Meaning of Family Reported Outcome Measure (FROM-16) severity score bands: a cross-sectional online study in the UK.

机构信息

Division of Infection and Immunity, Cardiff University, School of Medicine, Cardiff, UK

Division of Infection and Immunity, Cardiff University, School of Medicine, Cardiff, UK.

出版信息

BMJ Open. 2023 Mar 23;13(3):e066168. doi: 10.1136/bmjopen-2022-066168.

Abstract

OBJECTIVE

To assign clinical meanings to the Family Reported Outcome Measure (FROM-16) scores through the development of score bands using the anchor-based approach.

DESIGN AND SETTING

A cross-sectional online study recruited participants through UK-based patient support groups, research support platforms (HealthWise Wales, Autism Research Centre-Cambridge University database, Join Dementia Research) and through social service departments in Wales.

PARTICIPANTS

Family members/partners (aged ≥18 years) of patients with different health conditions.

INTERVENTION

Family members/partners of patients completed the FROM-16 questionnaire and a Global Question (GQ).

MAIN OUTCOME MEASURE

Various FROM-16 band sets were devised as a result of mapping of mean, median and mode of the GQ scores to FROM-16 total score, and receiver operating characteristic-area under the curve cut-off values.
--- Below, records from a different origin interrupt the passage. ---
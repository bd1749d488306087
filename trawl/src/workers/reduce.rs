use std::future::Future;

use tokio::sync::mpsc;
use tokio::task::JoinHandle;
use tracing::{Instrument, info};

use crate::concurrency::signal::SignalTx;
use crate::error::{ErrorKind, TrawlResult};
use crate::pipeline::PipelineId;
use crate::reduce::{Fold, Reduce};
use crate::trawl_error;
use crate::workers::base::{Worker, WorkerHandle, WorkerType};

/// Handle for monitoring the reduce worker.
///
/// Waiting on the handle yields the final accumulator once the fold loop has
/// exited and the reducer has been consumed.
#[derive(Debug)]
pub struct ReduceWorkerHandle<O> {
    handle: JoinHandle<O>,
}

impl<O: Send + 'static> WorkerHandle for ReduceWorkerHandle<O> {
    type Output = O;

    fn wait(self) -> impl Future<Output = TrawlResult<O>> + Send {
        async move {
            self.handle.await.map_err(|err| {
                if err.is_cancelled() {
                    trawl_error!(
                        ErrorKind::ReduceWorkerCancelled,
                        "Reduce worker was cancelled",
                        err
                    )
                } else {
                    trawl_error!(ErrorKind::ReduceWorkerPanic, "Reduce worker panicked", err)
                }
            })
        }
    }
}

/// Worker draining the result channel into the final accumulator.
///
/// The reduce worker is the only task that ever touches the reducer; every
/// partial result that reaches the channel is merged exactly once, in arrival
/// order. The worker starts draining before any scan worker can block on a
/// full result channel and announces fold-loop exit through its completion
/// signal, which the supervisor converts into the shutdown raise.
pub struct ReduceWorker<R: Reduce> {
    pipeline_id: PipelineId,
    reducer: R,
    results: mpsc::Receiver<R::Partial>,
    done_tx: SignalTx,
}

impl<R: Reduce> ReduceWorker<R> {
    pub(crate) fn new(
        pipeline_id: PipelineId,
        reducer: R,
        results: mpsc::Receiver<R::Partial>,
        done_tx: SignalTx,
    ) -> Self {
        Self {
            pipeline_id,
            reducer,
            results,
            done_tx,
        }
    }

    async fn run(mut self) -> R::Output {
        info!("reduce worker started draining results");

        let mut accepting = true;
        while let Some(partial) = self.results.recv().await {
            if !accepting {
                // Target already met: keep draining so no scan worker can stay
                // blocked on a full result channel, but stop merging.
                continue;
            }

            if let Fold::Done = self.reducer.merge(partial) {
                accepting = false;

                info!("target condition met, announcing fold completion");
                let _ = self.done_tx.send(());
            }
        }

        // The result channel is closed and drained; the fold loop exits here
        // exactly once per run.
        let _ = self.done_tx.send(());

        info!("reduce worker completed");

        self.reducer.finish()
    }
}

impl<R: Reduce> Worker<ReduceWorkerHandle<R::Output>> for ReduceWorker<R> {
    type Error = crate::error::TrawlError;

    fn start(self) -> Result<ReduceWorkerHandle<R::Output>, Self::Error> {
        info!("starting reduce worker");

        let span = WorkerType::Reduce.span(self.pipeline_id);
        let handle = tokio::spawn(self.run().instrument(span.or_current()));

        Ok(ReduceWorkerHandle { handle })
    }
}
The band set with the best agreement with GQ based on weighted kappa was selected.

RESULTS

A total of 4413 family members/partners (male=1533, 34.7%; female=2858, 64.8%; Prefer not to say=16, 0.4%; other=6, 0.14%) of people with a health condition (male=1994, 45.2%; female=2400, 54.4%; Prefer not to say=12, 0.3%; other=7, 0.16%) completed the online survey: mean FROM-16 score=15.02 (range 0-32, SD=8.08), mean GQ score=2.32 (range 0-4, SD=1.08). The proposed FROM-16 score bandings are: 0-1=no effect on the quality of life of family member; 2-8=small effect on family member; 9-16=moderate effect on family member; 17-25=very large effect on family member; 26-32=extremely large effect on family member (weighted kappa=0.60).

CONCLUSION

The FROM-16 score descriptor bands provide new information to clinicians about interpreting scores and score changes, allowing better-informed treatment decisions for patients and their families. The score banding of FROM-16, along with a short administration time, demonstrates its potential to support holistic clinical practice.

摘要

目的

通过锚定法开发评分带,为家庭报告结局测量(FROM-16)评分赋予临床意义。

设计和设置

这是一项横断面在线研究,通过英国的患者支持团体、研究支持平台(威尔士健康智慧、剑桥大学自闭症研究中心数据库、参与痴呆症研究)以及威尔士的社会服务部门招募参与者。

参与者

患有不同健康状况的患者的家庭成员/伴侣(年龄≥18 岁)。

干预措施

患者的家庭成员/伴侣完成了 FROM-16 问卷和总体问题(GQ)。

主要观察指标

通过将 GQ 得分的均值、中位数和模式映射到 FROM-16 总分,以及接收者操作特征曲线下面积的截断值,设计了各种 FROM-16 带组。根据加权kappa,选择与 GQ 最佳一致的带组。

结果

共有 4413 名健康状况患者的家庭成员/伴侣(男性=1533,34.7%;女性=2858,64.8%;未说明=16,0.4%;其他=6,0.14%)完成了在线调查:FROM-16 平均得分为 15.02(范围 0-32,标准差=8.08),GQ 平均得分为 2.32(范围 0-4,标准差=1.08)。提出的 FROM-16 评分带分组为:0-1=对家庭成员的生活质量没有影响;2-8=对家庭成员有较小影响;9-16=对家庭成员有中等影响;17-25=对家庭成员有较大影响;26-32=对家庭成员有极大影响(加权kappa=0.60)。

结论

FROM-16 评分描述带为临床医生解释评分和评分变化提供了新的信息,有助于为患者及其家属做出更明智的治疗决策。FROM-16 的评分带以及较短的管理时间,显示了其支持整体临床实践的潜力。